Stored records:

________________________

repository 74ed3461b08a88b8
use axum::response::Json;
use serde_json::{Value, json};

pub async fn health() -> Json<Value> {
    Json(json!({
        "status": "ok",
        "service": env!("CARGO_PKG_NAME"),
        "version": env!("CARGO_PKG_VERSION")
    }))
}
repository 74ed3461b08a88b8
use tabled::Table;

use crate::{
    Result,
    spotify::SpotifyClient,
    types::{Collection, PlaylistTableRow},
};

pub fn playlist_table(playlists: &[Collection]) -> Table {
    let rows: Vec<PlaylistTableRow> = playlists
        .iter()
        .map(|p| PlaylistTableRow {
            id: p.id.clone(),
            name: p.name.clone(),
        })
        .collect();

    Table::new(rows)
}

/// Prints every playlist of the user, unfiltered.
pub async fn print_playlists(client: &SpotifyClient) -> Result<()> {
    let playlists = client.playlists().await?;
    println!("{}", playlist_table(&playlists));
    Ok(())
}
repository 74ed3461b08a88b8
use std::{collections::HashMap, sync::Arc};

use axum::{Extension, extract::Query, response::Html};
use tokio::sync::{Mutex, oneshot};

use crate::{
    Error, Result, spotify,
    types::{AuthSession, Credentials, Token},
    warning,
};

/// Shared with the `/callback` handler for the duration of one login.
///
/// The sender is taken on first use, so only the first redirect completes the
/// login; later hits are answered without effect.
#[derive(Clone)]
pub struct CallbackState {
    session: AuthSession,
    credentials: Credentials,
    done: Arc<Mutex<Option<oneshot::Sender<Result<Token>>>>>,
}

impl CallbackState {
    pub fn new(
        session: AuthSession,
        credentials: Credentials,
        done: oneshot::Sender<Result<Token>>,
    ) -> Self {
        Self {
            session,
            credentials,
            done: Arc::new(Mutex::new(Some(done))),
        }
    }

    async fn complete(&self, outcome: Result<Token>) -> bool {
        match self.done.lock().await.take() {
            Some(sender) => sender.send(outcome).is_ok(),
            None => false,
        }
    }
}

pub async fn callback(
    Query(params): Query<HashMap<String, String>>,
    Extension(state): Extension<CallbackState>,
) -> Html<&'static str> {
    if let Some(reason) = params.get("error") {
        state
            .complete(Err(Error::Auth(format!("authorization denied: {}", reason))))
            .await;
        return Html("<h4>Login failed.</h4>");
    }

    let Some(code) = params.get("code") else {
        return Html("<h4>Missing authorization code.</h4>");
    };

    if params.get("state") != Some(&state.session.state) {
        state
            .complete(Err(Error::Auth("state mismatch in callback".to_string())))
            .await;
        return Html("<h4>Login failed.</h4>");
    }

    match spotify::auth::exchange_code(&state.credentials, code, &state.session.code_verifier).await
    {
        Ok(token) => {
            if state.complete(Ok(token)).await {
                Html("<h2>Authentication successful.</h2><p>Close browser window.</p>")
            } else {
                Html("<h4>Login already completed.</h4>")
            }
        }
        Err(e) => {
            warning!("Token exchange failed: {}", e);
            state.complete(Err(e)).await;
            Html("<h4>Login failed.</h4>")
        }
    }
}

________________________

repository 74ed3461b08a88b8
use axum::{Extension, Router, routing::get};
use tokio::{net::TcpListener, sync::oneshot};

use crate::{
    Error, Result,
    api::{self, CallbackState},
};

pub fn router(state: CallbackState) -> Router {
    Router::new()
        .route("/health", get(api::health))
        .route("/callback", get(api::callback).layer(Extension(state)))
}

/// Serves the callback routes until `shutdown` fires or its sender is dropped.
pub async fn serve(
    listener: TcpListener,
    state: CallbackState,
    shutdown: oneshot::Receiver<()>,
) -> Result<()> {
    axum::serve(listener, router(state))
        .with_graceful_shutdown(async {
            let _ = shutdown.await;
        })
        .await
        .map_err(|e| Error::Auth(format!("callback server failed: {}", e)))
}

________________________

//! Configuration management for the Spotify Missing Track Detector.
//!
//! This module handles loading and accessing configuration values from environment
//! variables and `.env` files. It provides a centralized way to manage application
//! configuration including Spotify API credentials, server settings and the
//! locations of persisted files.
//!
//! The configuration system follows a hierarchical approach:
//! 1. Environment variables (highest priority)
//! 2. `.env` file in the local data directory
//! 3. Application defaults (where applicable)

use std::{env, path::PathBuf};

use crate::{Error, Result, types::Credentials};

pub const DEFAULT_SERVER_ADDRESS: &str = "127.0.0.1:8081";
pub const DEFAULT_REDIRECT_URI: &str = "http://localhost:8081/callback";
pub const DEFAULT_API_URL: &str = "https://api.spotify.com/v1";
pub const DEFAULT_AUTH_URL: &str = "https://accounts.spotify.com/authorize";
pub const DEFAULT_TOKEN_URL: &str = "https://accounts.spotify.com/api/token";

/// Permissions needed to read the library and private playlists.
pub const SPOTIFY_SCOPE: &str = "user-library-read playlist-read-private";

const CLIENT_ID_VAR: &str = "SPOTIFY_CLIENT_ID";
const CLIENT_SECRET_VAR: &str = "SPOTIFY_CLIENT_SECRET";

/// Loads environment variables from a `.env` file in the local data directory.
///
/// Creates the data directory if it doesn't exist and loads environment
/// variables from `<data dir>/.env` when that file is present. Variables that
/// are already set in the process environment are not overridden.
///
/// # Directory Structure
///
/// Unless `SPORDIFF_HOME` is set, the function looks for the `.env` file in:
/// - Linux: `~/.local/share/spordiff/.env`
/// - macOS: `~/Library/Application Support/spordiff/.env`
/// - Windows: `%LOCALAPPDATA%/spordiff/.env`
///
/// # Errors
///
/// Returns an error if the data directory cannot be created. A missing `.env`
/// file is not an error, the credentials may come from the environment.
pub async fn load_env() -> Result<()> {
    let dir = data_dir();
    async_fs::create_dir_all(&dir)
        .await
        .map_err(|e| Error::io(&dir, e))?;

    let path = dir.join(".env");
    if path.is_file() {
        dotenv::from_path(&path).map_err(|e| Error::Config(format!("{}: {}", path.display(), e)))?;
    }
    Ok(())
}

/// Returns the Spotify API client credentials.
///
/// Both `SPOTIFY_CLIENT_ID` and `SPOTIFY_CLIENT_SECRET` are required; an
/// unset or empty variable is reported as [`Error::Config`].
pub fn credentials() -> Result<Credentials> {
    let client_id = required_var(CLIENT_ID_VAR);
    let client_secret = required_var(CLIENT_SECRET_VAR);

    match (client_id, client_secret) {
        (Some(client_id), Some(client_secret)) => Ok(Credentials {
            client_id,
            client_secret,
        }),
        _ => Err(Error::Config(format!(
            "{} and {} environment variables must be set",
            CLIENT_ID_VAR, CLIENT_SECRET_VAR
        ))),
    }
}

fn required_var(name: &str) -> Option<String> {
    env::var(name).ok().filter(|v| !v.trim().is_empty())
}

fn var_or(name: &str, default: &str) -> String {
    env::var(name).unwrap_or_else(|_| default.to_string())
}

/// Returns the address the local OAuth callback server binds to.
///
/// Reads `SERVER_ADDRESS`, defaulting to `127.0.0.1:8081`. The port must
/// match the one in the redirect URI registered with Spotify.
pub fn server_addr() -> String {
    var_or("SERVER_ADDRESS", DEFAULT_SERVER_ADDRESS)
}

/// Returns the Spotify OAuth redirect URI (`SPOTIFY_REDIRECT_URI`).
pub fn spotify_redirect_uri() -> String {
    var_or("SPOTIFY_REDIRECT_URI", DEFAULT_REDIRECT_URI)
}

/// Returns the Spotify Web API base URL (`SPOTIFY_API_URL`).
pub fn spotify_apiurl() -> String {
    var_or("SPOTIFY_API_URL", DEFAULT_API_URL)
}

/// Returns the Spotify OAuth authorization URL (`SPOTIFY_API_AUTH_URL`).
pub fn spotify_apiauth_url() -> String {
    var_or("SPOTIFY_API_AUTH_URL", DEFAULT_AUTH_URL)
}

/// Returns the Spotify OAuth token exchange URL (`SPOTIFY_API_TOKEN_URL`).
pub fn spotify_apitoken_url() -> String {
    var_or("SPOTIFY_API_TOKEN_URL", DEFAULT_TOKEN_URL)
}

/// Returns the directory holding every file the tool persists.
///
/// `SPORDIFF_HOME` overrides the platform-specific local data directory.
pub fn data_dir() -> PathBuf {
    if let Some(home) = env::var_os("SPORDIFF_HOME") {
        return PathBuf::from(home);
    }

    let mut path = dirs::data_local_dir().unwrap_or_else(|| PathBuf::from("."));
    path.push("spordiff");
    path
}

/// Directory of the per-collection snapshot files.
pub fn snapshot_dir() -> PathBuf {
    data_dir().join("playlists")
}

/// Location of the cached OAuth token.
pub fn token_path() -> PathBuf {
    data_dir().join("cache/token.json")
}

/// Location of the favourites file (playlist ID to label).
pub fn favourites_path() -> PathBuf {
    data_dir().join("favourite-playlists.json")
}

________________________

- _Task directions_
Which lines of the data include the string "Mutex"? Copy each of them.

- _Written answer_
use tokio::sync::{Mutex, oneshot};
    done: Arc<Mutex<Option<oneshot::Sender<Result<Token>>>>>,
            done: Arc::new(Mutex::new(Some(done))),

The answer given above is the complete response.